(Collected data entries)
impl FleetParams {
    pub fn with_seed(mut self, seed: u64) -> Self {
        self.seed = Some(seed);
        self
    }

    pub fn with_center(mut self, center: Coordinate) -> Self {
        self.center = (center.longitude(), center.latitude());
        self
    }

    pub fn with_driver_count(mut self, count: usize) -> Self {
        self.driver_count = count;
        self
    }

    pub fn with_radius_km(mut self, radius_km: f64) -> Self {
        self.radius_km = radius_km;
        self
    }

    pub fn with_move_probability(mut self, probability: f64) -> Self {
        self.move_probability = probability;
        self
    }

    pub fn with_availability_flip_probability(mut self, probability: f64) -> Self {
        self.availability_flip_probability = probability;
        self
    }

    pub fn with_initial_eta_minutes(mut self, low: u32, high: u32) -> Self {
        self.initial_eta_minutes = Some((low, high));
        self
    }

    pub fn with_tick_interval_ms(mut self, interval_ms: u64) -> Self {
        self.tick_interval_ms = interval_ms;
        self
    }

    pub fn center_coordinate(&self) -> Result<Coordinate, SimulatorError> {
        Coordinate::new(self.center.0, self.center.1)
            .map_err(|err| SimulatorError::InvalidStart(err.to_string()))
    }

    fn validate(&self) -> Result<(), SimulatorError> {
        let probability = |name: &str, p: f64| {
            if (0.0..=1.0).contains(&p) {
                Ok(())
            } else {
                Err(SimulatorError::InvalidStart(format!(
                    "{name} must be within [0, 1], got {p}"
                )))
            }
        };
        if !self.radius_km.is_finite() || self.radius_km < 0.0 {
            return Err(SimulatorError::InvalidStart(format!(
                "radius must be finite and non-negative, got {}",
                self.radius_km
            )));
        }
        if !self.max_step_km.is_finite() || self.max_step_km < 0.0 {
            return Err(SimulatorError::InvalidStart(format!(
                "max step must be finite and non-negative, got {}",
                self.max_step_km
            )));
        }
        probability("move probability", self.move_probability)?;
        probability("availability flip probability", self.availability_flip_probability)?;
        probability("initial availability", self.initial_available_probability)?;
        if let Some((low, high)) = self.initial_eta_minutes {
            if low == 0 || low > high {
                return Err(SimulatorError::InvalidStart(format!(
                    "initial ETA range {low}..={high} is empty or below one minute"
                )));
            }
        }
        Ok(())
    }
}

/// One simulated driver. Only the simulator mutates these.
#[derive(Debug, Clone, PartialEq, Serialize)]
#[serde(rename_all = "camelCase")]
pub struct Driver {
    pub id: String,
    pub name: String,
    pub vehicle_type: VehicleType,
    pub location: Coordinate,
    pub available: bool,
    pub rating: f64,
    pub eta_minutes: u32,
    pub speed_kmh: f64,
    pub fare_quote_base: f64,
}

/// Rendering-layer shape of one driver.
#[derive(Debug, Clone, PartialEq, Serialize, Deserialize)]
#[serde(rename_all = "camelCase")]
pub struct DriverExport {
    pub id: String,
    pub vehicle_type: VehicleType,
    pub lat: f64,
    pub lon: f64,
    pub available: bool,
    pub eta_minutes: u32,
    pub rating: f64,
}
//! Fleet simulation and trip-quoting engine.
//!
//! - [`geo`]: great-circle math on lon/lat coordinates.
//! - [`resolver`]: free text and device position to [`resolver::Location`]s, with
//!   debounced search and a process-lifetime cache.
//! - [`pricing`]: fares from distance, vehicle type and named modifiers.
//! - [`fleet`]: simulated drivers moving around a centre, ticked by the caller.
//! - [`route`]: renderable great-circle routes with a padded bounding box.
//! - [`quote`]: the orchestration layer composing all of the above.

pub mod clock;
pub mod config;
pub mod error;
pub mod fleet;
pub mod geo;
pub mod pricing;
pub mod quote;
pub mod resolver;
pub mod route;
#[cfg(any(test, feature = "test-helpers"))]
pub mod test_helpers;

pub use config::EngineConfig;
pub use error::{ConfigError, GeoMathError, PricingError, QuoteError, ResolverError, SimulatorError};
pub use geo::Coordinate;
//! Trip quoting: resolve both ends, measure, route and price.
//!
//! [`TripQuoteService`] is the only place that composes the resolver, the
//! fare estimator and the route planner. Pickup is resolved before the
//! destination and an unresolvable pickup fails before the destination is
//! looked up. A `Network` failure from the resolver is retried once.

use std::collections::BTreeMap;

use serde::Serialize;
use tracing::{debug, warn};

use crate::config::EngineConfig;
use crate::error::{QuoteError, ResolverError};
use crate::fleet::FleetSnapshot;
use crate::geo::distance_km;
use crate::pricing::{
    travel_minutes, FareAdjustment, FareEstimator, FareModifiers, FareQuote, RouteVariant,
    VariantQuote, VehicleType,
};
use crate::resolver::{Gazetteer, Location, LocationResolver};
use crate::route::{CachedRouteBuilder, RouteGeometry, RoutePlanner};

#[derive(Debug, Clone, PartialEq, Serialize)]
#[serde(rename_all = "camelCase")]
pub struct TripQuote {
    pub pickup: Location,
    pub destination: Location,
    pub vehicle_type: VehicleType,
    /// Great-circle distance between the two ends.
    pub distance_km: f64,
    pub duration_minutes: u32,
    pub fare: FareQuote,
    pub route: RouteGeometry,
    /// ETA of the nearest available matching driver, when a fleet was consulted.
    pub pickup_eta_minutes: Option<u32>,
}

#[derive(Debug, Clone, PartialEq, Serialize)]
#[serde(rename_all = "camelCase")]
pub struct TripVariants {
    pub pickup: Location,
    pub destination: Location,
    pub vehicle_type: VehicleType,
    pub distance_km: f64,
    pub route: RouteGeometry,
    pub variants: Vec<VariantQuote>,
}

pub struct TripQuoteService {
    resolver: LocationResolver,
    estimator: FareEstimator,
    routes: Box<dyn RoutePlanner>,
}

impl TripQuoteService {
    pub fn new(
        resolver: LocationResolver,
        estimator: FareEstimator,
        routes: Box<dyn RoutePlanner>,
    ) -> Self {
        Self {
            resolver,
            estimator,
            routes,
        }
    }

    /// Service over `gazetteer` with every other piece built from `config`.
    pub fn from_config(gazetteer: Box<dyn Gazetteer>, config: &EngineConfig) -> Self {
        Self::new(
            LocationResolver::new(gazetteer, config.resolver.clone()),
            FareEstimator::new(config.pricing.clone()),
            Box::new(CachedRouteBuilder::from_config(config.route.clone())),
        )
    }

    pub fn resolver(&self) -> &LocationResolver {
        &self.resolver
    }

    pub fn estimator(&self) -> &FareEstimator {
        &self.estimator
    }

    /// Quote a trip from free-text ends, validating raw modifiers first.
    pub fn quote(
        &self,
        pickup_text: &str,
        destination_text: &str,
        vehicle: VehicleType,
        modifiers: &BTreeMap<String, FareAdjustment>,
    ) -> Result<TripQuote, QuoteError> {
        let modifiers = FareModifiers::try_from(modifiers.clone())?;
        self.quote_with_modifiers(pickup_text, destination_text, vehicle, &modifiers)
    }

    pub fn quote_with_modifiers(
        &self,
        pickup_text: &str,
        destination_text: &str,
        vehicle: VehicleType,
        modifiers: &FareModifiers,
    ) -> Result<TripQuote, QuoteError> {
        let (pickup, destination) = self.resolve_pair(pickup_text, destination_text)?;
        let distance_km = distance_km(pickup.coordinate, destination.coordinate);
        let route = self.build_route(&pickup, &destination)?;
        let fare = self
            .estimator
            .estimate_for_vehicle(distance_km, vehicle, modifiers)?;

        debug!(
            pickup = %pickup.display_name,
            destination = %destination.display_name,
            distance_km,
            total = fare.total,
            "trip quoted"
        );
        Ok(TripQuote {
            pickup,
            destination,
            vehicle_type: vehicle,
            distance_km,
            duration_minutes: travel_minutes(distance_km, vehicle.typical_speed_kmh()),
            fare,
            route,
            pickup_eta_minutes: None,
        })
    }

    /// [`quote_with_modifiers`](Self::quote_with_modifiers) plus the pickup ETA of
    /// the nearest available driver of `vehicle` in `fleet`.
    pub fn quote_with_fleet(
        &self,
        pickup_text: &str,
        destination_text: &str,
        vehicle: VehicleType,
        modifiers: &FareModifiers,
        fleet: &FleetSnapshot,
    ) -> Result<TripQuote, QuoteError> {
        let mut quote =
            self.quote_with_modifiers(pickup_text, destination_text, vehicle, modifiers)?;
        quote.pickup_eta_minutes = fleet
            .nearest_available(quote.pickup.coordinate, Some(vehicle))
            .map(|driver| driver.eta_minutes);
        Ok(quote)
    }

    /// Price every [`RouteVariant`] for the same pair.
    pub fn quote_variants(
        &self,
        pickup_text: &str,
        destination_text: &str,
        vehicle: VehicleType,
        modifiers: &FareModifiers,
    ) -> Result<TripVariants, QuoteError> {
        let (pickup, destination) = self.resolve_pair(pickup_text, destination_text)?;
        let distance_km = distance_km(pickup.coordinate, destination.coordinate);
        let route = self.build_route(&pickup, &destination)?;
        let variants =
            self.estimator
                .estimate_variants(distance_km, vehicle, modifiers, &RouteVariant::ALL)?;
        Ok(TripVariants {
            pickup,
            destination,
            vehicle_type: vehicle,
            distance_km,
            route,
            variants,
        })
    }

    fn resolve_pair(
        &self,
        pickup_text: &str,
        destination_text: &str,
    ) -> Result<(Location, Location), QuoteError> {
        let pickup = self
            .resolve_first(pickup_text)?
            .ok_or(QuoteError::UnresolvedPickup)?;
        let destination = self
            .resolve_first(destination_text)?
            .ok_or(QuoteError::UnresolvedDestination)?;
        Ok((pickup, destination))
    }

    fn resolve_first(&self, query: &str) -> Result<Option<Location>, ResolverError> {
        let locations = match self.resolver.resolve(query) {
            Err(err) if err.is_retryable() => {
                warn!(error = %err, query, "location lookup failed, retrying once");
                self.resolver.resolve(query)?
            }
            other => other?,
        };
        Ok(locations.into_iter().next())
    }

    fn build_route(
        &self,
        pickup: &Location,
        destination: &Location,
    ) -> Result<RouteGeometry, QuoteError> {
        let resolution = self.routes.default_resolution();
        Ok(self
            .routes
            .build(pickup.coordinate, destination.coordinate, resolution)?)
    }
}
//! Renderable route geometry between two resolved points.
//!
//! Routes follow the great circle; there is no road network. Builders sit
//! behind [`RoutePlanner`] so the quote service can take either the plain
//! [`RouteBuilder`] or the LRU-backed [`CachedRouteBuilder`].

use std::num::NonZeroUsize;
use std::sync::Mutex;

use lru::LruCache;
use serde::{Deserialize, Serialize};
use serde_json::{json, Value};
use tracing::debug;

use crate::error::GeoMathError;
use crate::geo::{distance_km, interpolate_great_circle, BoundingBox, Coordinate};

#[derive(Debug, Clone, PartialEq, Serialize, Deserialize)]
#[serde(default)]
pub struct RouteConfig {
    /// Points per route when the caller does not ask for a specific count.
    pub resolution: usize,
    /// Fraction of the route's span added on every side of the bounding box.
    pub padding_factor: f64,
    /// Minimum padding in degrees, so short trips still get some margin.
    pub min_padding_deg: f64,
    pub cache_capacity: usize,
}

impl Default for RouteConfig {
    fn default() -> Self {
        Self {
            resolution: 100,
            padding_factor: 0.1,
            min_padding_deg: 0.005,
            cache_capacity: 256,
        }
    }
}

impl RouteConfig {
    pub fn with_resolution(mut self, resolution: usize) -> Self {
        self.resolution = resolution;
        self
    }

    pub fn with_cache_capacity(mut self, capacity: usize) -> Self {
        self.cache_capacity = capacity;
        self
    }
}

/// Ordered path from pickup to destination plus a padded box for map fitting.
#[derive(Debug, Clone, PartialEq, Serialize)]
#[serde(rename_all = "camelCase")]
pub struct RouteGeometry {
    points: Vec<Coordinate>,
    bounding_box: BoundingBox,
}

impl RouteGeometry {
    pub fn points(&self) -> &[Coordinate] {
        &self.points
    }

    pub fn bounding_box(&self) -> BoundingBox {
        self.bounding_box
    }

    pub fn start(&self) -> Option<Coordinate> {
        self.points.first().copied()
    }

    pub fn end(&self) -> Option<Coordinate> {
        self.points.last().copied()
    }

    /// Zero-length trips are a single point.
    pub fn is_degenerate(&self) -> bool {
        self.points.len() < 2
    }

    /// Sum of the leg lengths along the path.
    pub fn path_length_km(&self) -> f64 {
        self.points
            .windows(2)
            .map(|leg| distance_km(leg[0], leg[1]))
            .sum()
    }

    /// GeoJSON `Feature` with a `LineString` (or `Point` for a degenerate route).
    pub fn to_geojson(&self) -> Value {
        let coordinates: Vec<[f64; 2]> = self
            .points
            .iter()
            .map(|p| [p.longitude(), p.latitude()])
            .collect();
        let geometry = if self.is_degenerate() {
            json!({ "type": "Point", "coordinates": coordinates.first() })
        } else {
            json!({ "type": "LineString", "coordinates": coordinates })
        };
        let bbox = self.bounding_box;
        json!({
            "type": "Feature",
            "bbox": [
                bbox.south_west.longitude(),
                bbox.south_west.latitude(),
                bbox.north_east.longitude(),
                bbox.north_east.latitude(),
            ],
            "geometry": geometry,
            "properties": {
                "distanceKm": self.path_length_km(),
                "pointCount": self.points.len(),
            },
        })
    }
}

pub trait RoutePlanner: Send + Sync {
    fn build(
        &self,
        pickup: Coordinate,
        destination: Coordinate,
        resolution: usize,
    ) -> Result<RouteGeometry, GeoMathError>;

    fn default_resolution(&self) -> usize;
}

#[derive(Debug, Clone, Default)]
pub struct RouteBuilder {
    config: RouteConfig,
}

impl RouteBuilder {
    pub fn new(config: RouteConfig) -> Self {
        Self { config }
    }

    pub fn config(&self) -> &RouteConfig {
        &self.config
    }

    fn fit(&self, points: Vec<Coordinate>) -> Result<RouteGeometry, GeoMathError> {
        let bounding_box = BoundingBox::enclosing(&points)
            .ok_or_else(|| GeoMathError::InvalidInput("route has no points".to_string()))?
            .padded(self.config.padding_factor, self.config.min_padding_deg);
        Ok(RouteGeometry {
            points,
            bounding_box,
        })
    }
}

impl RoutePlanner for RouteBuilder {
    fn build(
        &self,
        pickup: Coordinate,
        destination: Coordinate,
        resolution: usize,
    ) -> Result<RouteGeometry, GeoMathError> {
        if pickup == destination {
            return self.fit(vec![pickup]);
        }
        let points = interpolate_great_circle(pickup, destination, resolution)?;
        self.fit(points)
    }

    fn default_resolution(&self) -> usize {
        self.config.resolution
    }
}

type RouteKey = (u64, u64, u64, u64, usize);

/// Caches built routes by exact endpoints and resolution.
pub struct CachedRouteBuilder {
    inner: Box<dyn RoutePlanner>,
    cache: Mutex<LruCache<RouteKey, RouteGeometry>>,
}

impl CachedRouteBuilder {
    pub fn new(inner: Box<dyn RoutePlanner>, capacity: usize) -> Self {
        let capacity = NonZeroUsize::new(capacity).unwrap_or(NonZeroUsize::MIN);
        Self {
            inner,
            cache: Mutex::new(LruCache::new(capacity)),
        }
    }

    pub fn from_config(config: RouteConfig) -> Self {
        let capacity = config.cache_capacity;
        Self::new(Box::new(RouteBuilder::new(config)), capacity)
    }

    pub fn cached_routes(&self) -> usize {
        self.cache.lock().map(|cache| cache.len()).unwrap_or(0)
    }
}

fn route_key(pickup: Coordinate, destination: Coordinate, resolution: usize) -> RouteKey {
    (
        pickup.longitude().to_bits(),
        pickup.latitude().to_bits(),
        destination.longitude().to_bits(),
        destination.latitude().to_bits(),
        resolution,
    )
}

impl RoutePlanner for CachedRouteBuilder {
    fn build(
        &self,
        pickup: Coordinate,
        destination: Coordinate,
        resolution: usize,
    ) -> Result<RouteGeometry, GeoMathError> {
        let key = route_key(pickup, destination, resolution);
        if let Ok(mut cache) = self.cache.lock() {
            if let Some(route) = cache.get(&key) {
                debug!(resolution, "route cache hit");
                return Ok(route.clone());
            }
        }

        let route = self.inner.build(pickup, destination, resolution)?;
        // A poisoned cache only costs us the memo.
        if let Ok(mut cache) = self.cache.lock() {
            cache.put(key, route.clone());
        }
        Ok(route)
    }

    fn default_resolution(&self) -> usize {
        self.inner.default_resolution()
    }
}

* **What this task involves**: Your answer must consist only of the lines from the start of the records above through the line with "if !self.radius_km.is_finite() ||", each retyped exactly.

* **Answer to the exercise**:
impl FleetParams {
    pub fn with_seed(mut self, seed: u64) -> Self {
        self.seed = Some(seed);
        self
    }

    pub fn with_center(mut self, center: Coordinate) -> Self {
        self.center = (center.longitude(), center.latitude());
        self
    }

    pub fn with_driver_count(mut self, count: usize) -> Self {
        self.driver_count = count;
        self
    }

    pub fn with_radius_km(mut self, radius_km: f64) -> Self {
        self.radius_km = radius_km;
        self
    }

    pub fn with_move_probability(mut self, probability: f64) -> Self {
        self.move_probability = probability;
        self
    }

    pub fn with_availability_flip_probability(mut self, probability: f64) -> Self {
        self.availability_flip_probability = probability;
        self
    }

    pub fn with_initial_eta_minutes(mut self, low: u32, high: u32) -> Self {
        self.initial_eta_minutes = Some((low, high));
        self
    }

    pub fn with_tick_interval_ms(mut self, interval_ms: u64) -> Self {
        self.tick_interval_ms = interval_ms;
        self
    }

    pub fn center_coordinate(&self) -> Result<Coordinate, SimulatorError> {
        Coordinate::new(self.center.0, self.center.1)
            .map_err(|err| SimulatorError::InvalidStart(err.to_string()))
    }

    fn validate(&self) -> Result<(), SimulatorError> {
        let probability = |name: &str, p: f64| {
            if (0.0..=1.0).contains(&p) {
                Ok(())
            } else {
                Err(SimulatorError::InvalidStart(format!(
                    "{name} must be within [0, 1], got {p}"
                )))
            }
        };
        if !self.radius_km.is_finite() || self.radius_km < 0.0 {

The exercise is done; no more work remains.